#### [Problem to solve]
Go through the data underneath and copy every line exactly.

━━━━━━━━━━━━━━━━

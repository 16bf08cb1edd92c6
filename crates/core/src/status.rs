use serde::{Deserialize, Serialize};

/// Closed taxonomy every supplier status vocabulary is mapped into.
///
/// Comparison logic only ever sees these four variants; the display string
/// ("Clarification Needed" etc.) exists solely at the presentation and
/// persistence boundary.
#[derive(Debug, Clone, Copy, PartialEq, Eq, Hash, PartialOrd, Ord, Serialize, Deserialize)]
pub enum NormalizedStatus {
    Accepted,
    ClarificationNeeded,
    Rejected,
    NotSet,
}

impl NormalizedStatus {
    pub fn as_str(&self) -> &'static str {
        match self {
            Self::Accepted => "Accepted",
            Self::ClarificationNeeded => "Clarification Needed",
            Self::Rejected => "Rejected",
            Self::NotSet => "Not Set",
        }
    }

    /// Parse a boundary name back into the taxonomy. Accepts the display
    /// string and common compact spellings, case-insensitively.
    pub fn from_name(name: &str) -> Option<Self> {
        let key = name.trim().to_lowercase();
        match key.as_str() {
            "accepted" => Some(Self::Accepted),
            "clarification" | "clarification needed" | "clarificationneeded" => {
                Some(Self::ClarificationNeeded)
            }
            "rejected" => Some(Self::Rejected),
            "not set" | "notset" => Some(Self::NotSet),
            _ => None,
        }
    }
}

impl std::fmt::Display for NormalizedStatus {
    fn fmt(&self, f: &mut std::fmt::Formatter<'_>) -> std::fmt::Result {
        f.write_str(self.as_str())
    }
}
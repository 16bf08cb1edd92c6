//! `reqsync-recon` — status harmonization and cross-supplier reconciliation.
//!
//! Pure engine crate: receives pre-parsed requirement records, returns
//! matched feedback, conflict reports and diagnostics. No document IO.

pub mod conflict;
pub mod engine;
pub mod error;
pub mod harmonize;
pub mod matcher;
pub mod model;

pub use engine::run;
pub use error::ReconError;
pub use harmonize::StatusHarmonizer;
pub use model::{ConflictReport, ConflictScan, FeedbackMatch, MatchOutput, ReconReport};
//! `reqsync-core` — shared model types for the reconciliation pipeline.
//!
//! Pure types crate: requirement records, the normalized status taxonomy,
//! and the content fingerprint used for change detection. No IO.

pub mod record;
pub mod status;

pub use record::{Attributes, RequirementRecord};
pub use status::NormalizedStatus;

━━━━━━━━━━━━━━━━

#### [Response]
repository 16bf08cb1edd92c6
filename crates/core/src/status.rs
use serde::{Deserialize, Serialize};

/// Closed taxonomy every supplier status vocabulary is mapped into.
///
/// Comparison logic only ever sees these four variants; the display string
/// ("Clarification Needed" etc.) exists solely at the presentation and
/// persistence boundary.
#[derive(Debug, Clone, Copy, PartialEq, Eq, Hash, PartialOrd, Ord, Serialize, Deserialize)]
pub enum NormalizedStatus {
    Accepted,
    ClarificationNeeded,
    Rejected,
    NotSet,
}

impl NormalizedStatus {
    pub fn as_str(&self) -> &'static str {
        match self {
            Self::Accepted => "Accepted",
            Self::ClarificationNeeded => "Clarification Needed",
            Self::Rejected => "Rejected",
            Self::NotSet => "Not Set",
        }
    }

    /// Parse a boundary name back into the taxonomy. Accepts the display
    /// string and common compact spellings, case-insensitively.
    pub fn from_name(name: &str) -> Option<Self> {
        let key = name.trim().to_lowercase();
        match key.as_str() {
            "accepted" => Some(Self::Accepted),
            "clarification" | "clarification needed" | "clarificationneeded" => {
                Some(Self::ClarificationNeeded)
            }
            "rejected" => Some(Self::Rejected),
            "not set" | "notset" => Some(Self::NotSet),
            _ => None,
        }
    }
}

impl std::fmt::Display for NormalizedStatus {
    fn fmt(&self, f: &mut std::fmt::Formatter<'_>) -> std::fmt::Result {
        f.write_str(self.as_str())
    }
}
repository 16bf08cb1edd92c6
//! `reqsync-recon` — status harmonization and cross-supplier reconciliation.
//!
//! Pure engine crate: receives pre-parsed requirement records, returns
//! matched feedback, conflict reports and diagnostics. No document IO.

pub mod conflict;
pub mod engine;
pub mod error;
pub mod harmonize;
pub mod matcher;
pub mod model;

pub use engine::run;
pub use error::ReconError;
pub use harmonize::StatusHarmonizer;
pub use model::{ConflictReport, ConflictScan, FeedbackMatch, MatchOutput, ReconReport};
//! `reqsync-core` — shared model types for the reconciliation pipeline.
//!
//! Pure types crate: requirement records, the normalized status taxonomy,
//! and the content fingerprint used for change detection. No IO.

pub mod record;
pub mod status;

pub use record::{Attributes, RequirementRecord};
pub use status::NormalizedStatus;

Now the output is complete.